WhatsApp will soon sue you if you violate its terms of use
12:11PM Wed 12 Jun, 2019
WhatsApp, over the course of past one year, has faced a lot of flak for being unable to contain the spread of bulk and misleading messages on its platfom. The company so far has relied on its system to ban the accounts that bulk or automated behaviour on its platform. But now the company is going a step further in its fight against the accounts that display such behaviour by suing the WhatsApp accounts associated with such behaviour.
Starting December 7, the Facebook-owned social messaging app will take legal action against individuals or companies that violate the app's terms of use. "Beginning on December 7, 2019, WhatsApp will take legal action against those we determine are engaged in or assisting others in abuse that violates our Terms of Service, such as automated or bulk messaging, or non-personal use, even if that determination is based on information solely available to us off our platform," WhatsApp wrote in its FAQ page titled Unauthorised Usage of WhatsApp.

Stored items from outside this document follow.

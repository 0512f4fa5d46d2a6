use serde::{Deserialize, Serialize};
use std::future::Future;
use thiserror::Error;

#[derive(Debug, Clone, Copy, PartialEq, Eq, Serialize)]
pub enum SessionState {
    Idle,
    Connecting,
    Monitoring,
    LeaveConfirmPending,
    Closed,
}

/// A way out of the monitoring view.
#[derive(Debug, Clone, PartialEq, Eq, Serialize, Deserialize)]
#[serde(tag = "kind", rename_all = "snake_case")]
pub enum Navigation {
    InApp { target: String },
    Back,
    Forward,
    Reload,
    Close,
}

impl Navigation {
    /// Host-level attempts are only advised against; the host has the final
    /// say.
    pub fn is_host_level(&self) -> bool {
        !matches!(self, Navigation::InApp { .. })
    }
}

#[derive(Debug, Clone, PartialEq, Eq)]
pub enum GuardEvent {
    OpenRequested,
    ChannelOpened,
    ChannelClosed,
    ChannelErrored,
    NavigationAttempted(Navigation),
    LeaveDeclined,
    LeaveConfirmed,
}

impl GuardEvent {
    fn name(&self) -> &'static str {
        match self {
            GuardEvent::OpenRequested => "open requested",
            GuardEvent::ChannelOpened => "channel opened",
            GuardEvent::ChannelClosed => "channel closed",
            GuardEvent::ChannelErrored => "channel errored",
            GuardEvent::NavigationAttempted(_) => "navigation attempted",
            GuardEvent::LeaveDeclined => "leave declined",
            GuardEvent::LeaveConfirmed => "leave confirmed",
        }
    }
}

#[derive(Debug, Clone, PartialEq, Eq)]
pub enum GuardAction {
    None,
    /// Nothing to protect; the navigation may complete.
    Proceed(Navigation),
    /// Hold the navigation and ask the operator.
    AwaitConfirmation(Navigation),
    /// A confirmation is already open; this attempt is dropped.
    Reject,
    /// Operator stayed; cancel or undo the held navigation.
    Revert(Navigation),
    /// Operator left; release everything, then let the navigation complete.
    TeardownAndProceed(Navigation),
    /// The channel ended on its own; release everything.
    Teardown,
}

#[derive(Error, Debug, PartialEq, Eq)]
pub enum GuardError {
    #[error("Cannot handle {event} while {state:?}")]
    InvalidTransition {
        state: SessionState,
        event: &'static str,
    },
}

#[derive(Debug, Clone, Copy, PartialEq, Eq)]
enum Decision {
    None,
    Allow,
    Hold,
    Reject,
    Revert,
    Leave,
    Abandon,
    Teardown,
}

fn transition(
    state: SessionState,
    event: &GuardEvent,
) -> Result<(SessionState, Decision), GuardError> {
    use SessionState::*;

    let next = match (state, event) {
        (Idle | Closed, GuardEvent::OpenRequested) => (Connecting, Decision::None),
        (Connecting, GuardEvent::ChannelOpened) => (Monitoring, Decision::None),
        (
            Connecting | Monitoring | LeaveConfirmPending,
            GuardEvent::ChannelClosed | GuardEvent::ChannelErrored,
        ) => (Closed, Decision::Teardown),
        (Idle | Closed, GuardEvent::ChannelClosed | GuardEvent::ChannelErrored) => {
            (state, Decision::None)
        }
        (Monitoring, GuardEvent::NavigationAttempted(_)) => (LeaveConfirmPending, Decision::Hold),
        (LeaveConfirmPending, GuardEvent::NavigationAttempted(_)) => {
            (LeaveConfirmPending, Decision::Reject)
        }
        // Nothing to confirm yet, but the half-open session must not outlive
        // the view.
        (Connecting, GuardEvent::NavigationAttempted(_)) => (Closed, Decision::Abandon),
        (Idle | Closed, GuardEvent::NavigationAttempted(_)) => (state, Decision::Allow),
        (LeaveConfirmPending, GuardEvent::LeaveDeclined) => (Monitoring, Decision::Revert),
        (LeaveConfirmPending, GuardEvent::LeaveConfirmed) => (Closed, Decision::Leave),
        _ => {
            return Err(GuardError::InvalidTransition {
                state,
                event: event.name(),
            })
        }
    };
    Ok(next)
}

/// Keeps a monitoring session from ending without an explicit confirmation.
#[derive(Debug)]
pub struct SessionGuard {
    state: SessionState,
    pending: Option<Navigation>,
}

impl Default for SessionGuard {
    fn default() -> Self {
        Self::new()
    }
}

impl SessionGuard {
    pub fn new() -> Self {
        Self {
            state: SessionState::Idle,
            pending: None,
        }
    }

    pub fn state(&self) -> SessionState {
        self.state
    }

    pub fn pending(&self) -> Option<&Navigation> {
        self.pending.as_ref()
    }

    /// Whether the host should show its own unload warning.
    pub fn is_armed(&self) -> bool {
        matches!(
            self.state,
            SessionState::Monitoring | SessionState::LeaveConfirmPending
        )
    }

    pub fn step(&mut self, event: GuardEvent) -> Result<GuardAction, GuardError> {
        let (next, decision) = transition(self.state, &event)?;
        if next != self.state {
            tracing::info!("Session {:?} -> {:?} on {}", self.state, next, event.name());
        }
        self.state = next;

        let action = match decision {
            Decision::None => GuardAction::None,
            Decision::Reject => GuardAction::Reject,
            Decision::Allow => match event {
                GuardEvent::NavigationAttempted(navigation) => GuardAction::Proceed(navigation),
                _ => GuardAction::None,
            },
            Decision::Hold => match event {
                GuardEvent::NavigationAttempted(navigation) => {
                    self.pending = Some(navigation.clone());
                    GuardAction::AwaitConfirmation(navigation)
                }
                _ => GuardAction::None,
            },
            Decision::Revert => match self.pending.take() {
                Some(navigation) => GuardAction::Revert(navigation),
                None => GuardAction::None,
            },
            Decision::Leave => match self.pending.take() {
                Some(navigation) => GuardAction::TeardownAndProceed(navigation),
                None => GuardAction::Teardown,
            },
            Decision::Abandon => match event {
                GuardEvent::NavigationAttempted(navigation) => {
                    GuardAction::TeardownAndProceed(navigation)
                }
                _ => GuardAction::Teardown,
            },
            Decision::Teardown => {
                self.pending = None;
                GuardAction::Teardown
            }
        };
        Ok(action)
    }
}

/// Asks the operator whether to leave a monitoring session.
pub trait LeaveConfirmation: Send + Sync {
    fn confirm_leave(&self, navigation: &Navigation) -> impl Future<Output = bool> + Send;
}

#[cfg(test)]
mod tests {
    use super::*;

    fn monitoring() -> SessionGuard {
        let mut guard = SessionGuard::new();
        guard.step(GuardEvent::OpenRequested).unwrap();
        guard.step(GuardEvent::ChannelOpened).unwrap();
        guard
    }

    fn in_app(target: &str) -> Navigation {
        Navigation::InApp {
            target: target.into(),
        }
    }

    #[test]
    fn test_open_then_monitoring() {
        let guard = monitoring();
        assert_eq!(guard.state(), SessionState::Monitoring);
        assert!(guard.is_armed());
    }

    #[test]
    fn test_navigation_waits_for_confirmation() {
        let mut guard = monitoring();

        let action = guard
            .step(GuardEvent::NavigationAttempted(in_app("/about")))
            .unwrap();

        assert_eq!(action, GuardAction::AwaitConfirmation(in_app("/about")));
        assert_eq!(guard.state(), SessionState::LeaveConfirmPending);
        assert_eq!(guard.pending(), Some(&in_app("/about")));
    }

    #[test]
    fn test_declined_leave_returns_to_monitoring() {
        let mut guard = monitoring();
        guard
            .step(GuardEvent::NavigationAttempted(Navigation::Back))
            .unwrap();

        let action = guard.step(GuardEvent::LeaveDeclined).unwrap();

        assert_eq!(action, GuardAction::Revert(Navigation::Back));
        assert_eq!(guard.state(), SessionState::Monitoring);
        assert!(guard.pending().is_none());
    }

    #[test]
    fn test_confirmed_leave_tears_down() {
        let mut guard = monitoring();
        guard
            .step(GuardEvent::NavigationAttempted(in_app("/cats")))
            .unwrap();

        let action = guard.step(GuardEvent::LeaveConfirmed).unwrap();

        assert_eq!(action, GuardAction::TeardownAndProceed(in_app("/cats")));
        assert_eq!(guard.state(), SessionState::Closed);
        assert!(!guard.is_armed());
    }

    #[test]
    fn test_second_attempt_while_pending_is_rejected() {
        let mut guard = monitoring();
        guard
            .step(GuardEvent::NavigationAttempted(Navigation::Reload))
            .unwrap();

        let action = guard
            .step(GuardEvent::NavigationAttempted(in_app("/mypage")))
            .unwrap();

        assert_eq!(action, GuardAction::Reject);
        assert_eq!(guard.pending(), Some(&Navigation::Reload));
    }

    #[test]
    fn test_channel_loss_closes_from_any_live_state() {
        for setup in [
            vec![GuardEvent::OpenRequested],
            vec![GuardEvent::OpenRequested, GuardEvent::ChannelOpened],
            vec![
                GuardEvent::OpenRequested,
                GuardEvent::ChannelOpened,
                GuardEvent::NavigationAttempted(Navigation::Close),
            ],
        ] {
            let mut guard = SessionGuard::new();
            for event in setup {
                guard.step(event).unwrap();
            }

            assert_eq!(guard.step(GuardEvent::ChannelErrored).unwrap(), GuardAction::Teardown);
            assert_eq!(guard.state(), SessionState::Closed);
            assert_eq!(guard.step(GuardEvent::ChannelClosed).unwrap(), GuardAction::None);
        }
    }

    #[test]
    fn test_navigation_allowed_when_not_monitoring() {
        let mut guard = SessionGuard::new();
        assert_eq!(
            guard.step(GuardEvent::NavigationAttempted(Navigation::Forward)).unwrap(),
            GuardAction::Proceed(Navigation::Forward)
        );
        assert_eq!(guard.state(), SessionState::Idle);
    }

    #[test]
    fn test_navigation_while_connecting_abandons_session() {
        let mut guard = SessionGuard::new();
        guard.step(GuardEvent::OpenRequested).unwrap();

        let action = guard
            .step(GuardEvent::NavigationAttempted(in_app("/about")))
            .unwrap();

        assert_eq!(action, GuardAction::TeardownAndProceed(in_app("/about")));
        assert_eq!(guard.state(), SessionState::Closed);
        assert!(guard.pending().is_none());
        assert!(guard.step(GuardEvent::ChannelOpened).is_err());
    }

    #[test]
    fn test_invalid_transitions() {
        let mut guard = SessionGuard::new();
        assert!(guard.step(GuardEvent::ChannelOpened).is_err());
        assert!(guard.step(GuardEvent::LeaveConfirmed).is_err());

        let mut guard = monitoring();
        assert_eq!(
            guard.step(GuardEvent::OpenRequested),
            Err(GuardError::InvalidTransition {
                state: SessionState::Monitoring,
                event: "open requested",
            })
        );
        assert_eq!(guard.state(), SessionState::Monitoring);
    }

    #[test]
    fn test_closed_session_can_reopen() {
        let mut guard = monitoring();
        guard.step(GuardEvent::ChannelClosed).unwrap();
        guard.step(GuardEvent::OpenRequested).unwrap();
        assert_eq!(guard.state(), SessionState::Connecting);
    }

    #[test]
    fn test_navigation_serde() {
        let navigation: Navigation =
            serde_json::from_str(r#"{"kind":"in_app","target":"/about"}"#).unwrap();
        assert_eq!(navigation, in_app("/about"));
        assert!(!navigation.is_host_level());
        assert!(Navigation::Reload.is_host_level());
    }
}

The company, however, did not specify what sort of legal action it would take in an event it finds an individual or an entity to be violating its terms of use.
The company, in the past couple of months , has been investifying its efforts to fight bulk messages and automated behaviour. In a white paper published back in February this year, had detailed the steps it was taking to fight such behaviour.
"We have built sophisticated machine learning systems to detect abusive behavior and ban suspicious accounts at registration, during messaging, and in response to user reports We remove over two million accounts per month for bulk or automated behavior - over 75 per cent without a recent user report," the company wrote in the whitepaper.
The company, ahead of the Indian Lok Sabha Elections 2019, had also placed a number of restrcitions within the app to restrict users from sharing bulk messages containing misleading information. However, a Reuters investigation found out that the digital marketing firms were using a $14 (Rs 970) tool to bypass WhatsApp's restrictions and send bulk WhatsApp messages to users.